Quando il populismo e l’ideologia imperversano, intonazione, cadenza, lessico e dialetto svolgono un ruolo importante nel raccogliere il consenso a fini politici. Negli anni ’70 la sinistra, oggi la destra.
Il politico per rendere più credibili le proprie parole, i propri ragionamenti, utilizza in modo strumentale il dialetto, l’intonazione regionale della voce.
Sa che una parte di popolo non resisterà al richiamo ancestrale delle sonorità che gli sono care, percependo come “genuino” e “veritiero” il messaggio veicolato, anche se privo di fondamento: istintivamente si sintonizzerà sulle sue lunghezze d’onda e sposerà i suoi slogan. Chi ragiona e riflette, avvertirà, invece, come fastidiose e stonate le espressioni dialettali che, in altri contesti e circostanze, tanto ama.
L’uso reazionario del dialetto ha una lunga storia.

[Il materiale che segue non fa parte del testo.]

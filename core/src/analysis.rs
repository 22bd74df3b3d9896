//! Rolling analysis buffer
//!
//! A letter can take most of a second to send, so a single capture window
//! rarely holds enough timing to decode. Capture windows are appended here
//! while a transmission lasts and the whole accumulated audio is decoded
//! each time; the decoded text then grows from one window to the next. A
//! capture window without any tone ends the transmission and clears the
//! buffer.

use crate::spectrum::detect_tones;
use crate::types::DecoderParams;
use tracing::{debug, trace};

/// Audio to decode for one capture window
#[derive(Debug, Clone, PartialEq)]
pub struct AnalysisJob {
    pub samples: Vec<f32>,
    /// The capture window was silent, so this is the final decode of the
    /// transmission
    pub finished: bool,
}

#[derive(Debug, Clone)]
pub struct AnalysisBuffer {
    samples: Vec<f32>,
    sample_rate: u32,
    max_len: usize,
}

impl AnalysisBuffer {
    pub fn new(params: &DecoderParams, sample_rate: u32) -> Self {
        Self {
            samples: Vec::new(),
            sample_rate,
            max_len: params.max_record_len(sample_rate),
        }
    }

    pub fn sample_rate(&self) -> u32 {
        self.sample_rate
    }

    pub fn len(&self) -> usize {
        self.samples.len()
    }

    pub fn is_empty(&self) -> bool {
        self.samples.is_empty()
    }

    /// Append one capture window and return the audio to decode for it
    pub fn push_window(&mut self, window: &[f32], params: &DecoderParams) -> AnalysisJob {
        let finished = detect_tones(window, self.sample_rate, params).is_empty();

        self.samples.extend_from_slice(window);
        if self.samples.len() > self.max_len {
            let excess = self.samples.len() - self.max_len;
            self.samples.drain(..excess);
            trace!(dropped = excess, "analysis buffer full, oldest audio dropped");
        }

        if finished {
            if self.samples.len() > window.len() {
                debug!(
                    seconds = self.samples.len() as f32 / self.sample_rate.max(1) as f32,
                    "transmission ended"
                );
            }
            AnalysisJob {
                samples: std::mem::take(&mut self.samples),
                finished,
            }
        } else {
            AnalysisJob {
                samples: self.samples.clone(),
                finished,
            }
        }
    }
}

#[cfg(test)]
mod tests {
    use super::*;
    use std::f32::consts::PI;

    fn tone(len: usize) -> Vec<f32> {
        (0..len)
            .map(|i| 0.5 * (2.0 * PI * 700.0 * i as f32 / 8000.0).sin())
            .collect()
    }

    #[test]
    fn test_accumulates_until_silence() {
        let params = DecoderParams::default();
        let mut buffer = AnalysisBuffer::new(&params, 8000);

        let job = buffer.push_window(&tone(4000), &params);
        assert!(!job.finished);
        assert_eq!(job.samples.len(), 4000);

        let job = buffer.push_window(&tone(4000), &params);
        assert!(!job.finished);
        assert_eq!(job.samples.len(), 8000);

        // The silent window is still analysed with the rest, then cleared
        let job = buffer.push_window(&[0.0; 4000], &params);
        assert!(job.finished);
        assert_eq!(job.samples.len(), 12000);
        assert!(buffer.is_empty());

        let job = buffer.push_window(&[0.0; 4000], &params);
        assert!(job.finished);
        assert_eq!(job.samples.len(), 4000);
        assert!(buffer.is_empty());
    }

    #[test]
    fn test_capped_at_max_record() {
        let params = DecoderParams {
            window_seconds: 0.5,
            max_record_seconds: 1.0,
            ..Default::default()
        };
        let mut buffer = AnalysisBuffer::new(&params, 8000);
        for _ in 0..5 {
            let job = buffer.push_window(&tone(4000), &params);
            assert!(job.samples.len() <= 8000);
        }
        assert_eq!(buffer.len(), 8000);
    }
}
//! Streaming confirmation of per-frequency decodes
//!
//! Each window re-decodes the whole transmission heard so far, so the raw
//! text for one tone grows but its tail can change while a letter is still
//! being sent. The tracker keys tones by quantised frequency, shows only the
//! part of the text that two windows in a row agree on, and moves a tone's
//! text into the history once the tone has been heard long enough and then
//! goes away or its transmission ends.

use crate::symbols::UNKNOWN_SYMBOL;
use crate::types::{
    DecoderParams, DisplayUpdate, ToneDecode, TrackState, TrackView, WindowResult, WindowStatus,
    PLACEHOLDER_LABEL,
};
use serde::{Deserialize, Serialize};
use std::collections::{BTreeMap, VecDeque};
use tracing::{debug, trace};

/// Bounded FIFO of confirmed strings, oldest first
#[derive(Debug, Clone, PartialEq, Serialize, Deserialize)]
pub struct OutputHistory {
    entries: VecDeque<String>,
    capacity: usize,
}

impl OutputHistory {
    pub fn new(capacity: usize) -> Self {
        let capacity = capacity.max(1);
        Self {
            entries: VecDeque::with_capacity(capacity),
            capacity,
        }
    }

    /// Append an entry, evicting the oldest one when full
    pub fn push(&mut self, entry: String) {
        if self.entries.len() == self.capacity {
            self.entries.pop_front();
        }
        self.entries.push_back(entry);
    }

    pub fn iter(&self) -> impl Iterator<Item = &str> {
        self.entries.iter().map(String::as_str)
    }

    pub fn len(&self) -> usize {
        self.entries.len()
    }

    pub fn is_empty(&self) -> bool {
        self.entries.is_empty()
    }

    pub fn capacity(&self) -> usize {
        self.capacity
    }

    pub fn to_vec(&self) -> Vec<String> {
        self.entries.iter().cloned().collect()
    }
}

#[derive(Debug, Clone, PartialEq, Serialize, Deserialize)]
pub struct FrequencyTrack {
    pub key: u32,
    pub frequency: f64,
    pub power: f64,
    /// Consecutive windows the tone has been matched after its first one
    pub age: u32,
    pub last_text: String,
    pub displayed: String,
}

impl FrequencyTrack {
    fn new(key: u32, tone: &ToneDecode) -> Self {
        Self {
            key,
            frequency: tone.frequency,
            power: tone.power,
            age: 0,
            last_text: tone.text.clone(),
            displayed: PLACEHOLDER_LABEL.to_string(),
        }
    }

    pub fn state(&self, liveness_threshold: u32) -> TrackState {
        if self.age >= liveness_threshold {
            TrackState::Live
        } else {
            TrackState::Provisional
        }
    }

    fn observe(&mut self, tone: &ToneDecode) {
        let agreed = common_prefix(&self.last_text, &tone.text);
        self.displayed = if agreed.trim().is_empty() {
            PLACEHOLDER_LABEL.to_string()
        } else {
            agreed.to_string()
        };
        self.age = self.age.saturating_add(1);
        self.frequency = tone.frequency;
        self.power = tone.power;
        self.last_text = tone.text.clone();
    }

    fn view(&self, liveness_threshold: u32) -> TrackView {
        TrackView {
            frequency: self.frequency,
            state: self.state(liveness_threshold),
            label: self.displayed.clone(),
        }
    }
}

/// Longest leading part shared by both strings, on character boundaries
fn common_prefix<'a>(previous: &'a str, next: &str) -> &'a str {
    let end = previous
        .char_indices()
        .zip(next.chars())
        .find(|((_, a), b)| a != b)
        .map(|((i, _), _)| i)
        .unwrap_or_else(|| previous.len().min(next.len()));
    &previous[..end]
}

/// Whether a decoded string carries any recognised character
pub fn is_meaningful(text: &str) -> bool {
    if text == PLACEHOLDER_LABEL {
        return false;
    }
    let stripped: String = text.split_whitespace().collect();
    !stripped.replace(UNKNOWN_SYMBOL, "").is_empty()
}

#[derive(Debug, Clone)]
pub struct Tracker {
    tracks: BTreeMap<u32, FrequencyTrack>,
    history: OutputHistory,
    quantum_hz: f64,
    liveness_threshold: u32,
    /// Whether the previous window ended a transmission
    prev_finished: bool,
}

impl Tracker {
    pub fn new(params: &DecoderParams) -> Self {
        Self {
            tracks: BTreeMap::new(),
            history: OutputHistory::new(params.history_capacity),
            quantum_hz: params.frequency_quantum_hz,
            liveness_threshold: params.liveness_threshold,
            prev_finished: true,
        }
    }

    fn key_for(&self, frequency: f64) -> u32 {
        (frequency / self.quantum_hz).round().max(0.0) as u32
    }

    /// Find an unclaimed track at this key or next to it, exact key first
    fn find_track(&self, key: u32, claimed: &[u32]) -> Option<u32> {
        [Some(key), key.checked_sub(1), key.checked_add(1)]
            .into_iter()
            .flatten()
            .find(|k| self.tracks.contains_key(k) && !claimed.contains(k))
    }

    fn confirm(&mut self, key: u32, track: FrequencyTrack) {
        let live = track.state(self.liveness_threshold) == TrackState::Live;
        if live && is_meaningful(&track.last_text) {
            let text = track.last_text.trim().to_string();
            debug!(key, text = %text, "tone ended, text confirmed");
            self.history.push(text);
        } else {
            trace!(key, age = track.age, "tone ended without confirmation");
        }
    }

    /// Fold one window's detections into the tracks and return what to show
    pub fn apply(&mut self, window: &WindowResult) -> DisplayUpdate {
        let finished = window.finished || window.tones.is_empty();
        let status = match (self.prev_finished, finished) {
            (true, true) => WindowStatus::NoiseOnly,
            (false, true) => WindowStatus::Confirmed,
            _ => WindowStatus::InProgress,
        };
        self.prev_finished = finished;

        // Claimed keys in detection order, which is power order
        let mut claimed: Vec<u32> = Vec::with_capacity(window.tones.len());

        for tone in &window.tones {
            let key = self.key_for(tone.frequency);
            match self.find_track(key, &claimed) {
                Some(existing) => {
                    if let Some(track) = self.tracks.get_mut(&existing) {
                        track.observe(tone);
                        trace!(key = existing, age = track.age, label = %track.displayed, "track matched");
                    }
                    claimed.push(existing);
                }
                None if self.tracks.contains_key(&key) => {
                    // Already claimed by a stronger tone this window
                    trace!(key, frequency = tone.frequency, "detection merged into existing track");
                }
                None => {
                    self.tracks.insert(key, FrequencyTrack::new(key, tone));
                    debug!(key, frequency = tone.frequency, "new provisional track");
                    claimed.push(key);
                }
            }
        }

        let gone: Vec<u32> = self
            .tracks
            .keys()
            .filter(|k| !claimed.contains(k))
            .copied()
            .collect();
        for key in gone {
            if let Some(track) = self.tracks.remove(&key) {
                self.confirm(key, track);
            }
        }

        if finished {
            // Final decode of the transmission: nothing left to agree on
            for track in self.tracks.values_mut() {
                if is_meaningful(&track.last_text) {
                    track.displayed = track.last_text.trim().to_string();
                }
            }
        }

        let active = claimed
            .iter()
            .filter_map(|k| self.tracks.get(k))
            .map(|t| t.view(self.liveness_threshold))
            .collect();

        if finished {
            for (key, track) in std::mem::take(&mut self.tracks) {
                self.confirm(key, track);
            }
        }

        DisplayUpdate {
            status,
            active,
            history: self.history.to_vec(),
        }
    }

    /// Current state without applying a window, strongest track first
    pub fn snapshot(&self) -> DisplayUpdate {
        let mut tracks: Vec<&FrequencyTrack> = self.tracks.values().collect();
        tracks.sort_by(|a, b| b.power.total_cmp(&a.power));
        let status = if self.tracks.is_empty() {
            WindowStatus::NoiseOnly
        } else {
            WindowStatus::InProgress
        };
        DisplayUpdate {
            status,
            active: tracks
                .into_iter()
                .map(|t| t.view(self.liveness_threshold))
                .collect(),
            history: self.history.to_vec(),
        }
    }

    pub fn history(&self) -> &OutputHistory {
        &self.history
    }

    /// Active tracks in frequency order
    pub fn tracks(&self) -> impl Iterator<Item = &FrequencyTrack> {
        self.tracks.values()
    }
}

Scrive Tullio De Mauro nella Storia linguistica dell’Italia unita: “ Sin dal primo Ottocento numerose sono le testimonianze documentanti la possibilità di una funzione reazionaria del dialetto. Già Foscolo ricorda come nei municipi del settentrione chi avesse osato tentare di parlare italiano sarebbe stato colpito dalla derisione del “bel mondo” conservatore. … Era appunto in dialetto il canto della reazione antigiacobina e antidemocratica che travolse i patrioti napoletani del ’99:

A lu suon de la gran casce
Viva viva lu popule vasce
….
A lu suon de li violine
Sembe morte a Giacubbine!

Il fascismo, che si propose di disciplinare l’intero repertorio linguistico italiano, ebbe invece un’avversione per il dialetto e tentò, senza riuscirci, con una serie di provvedimenti di limitarne l’uso. Il dialetto è amato e radicato in tutte le fasce sociali, i genitori lo parlano in casa insegnandolo ai figli, scrittori e poeti lo utilizzano nelle proprie opere, per la potenza espressiva che possiede. E’ un patrimonio da conservare, da tramandare, da proteggere, non da usare in modo strumentale o da cancellare.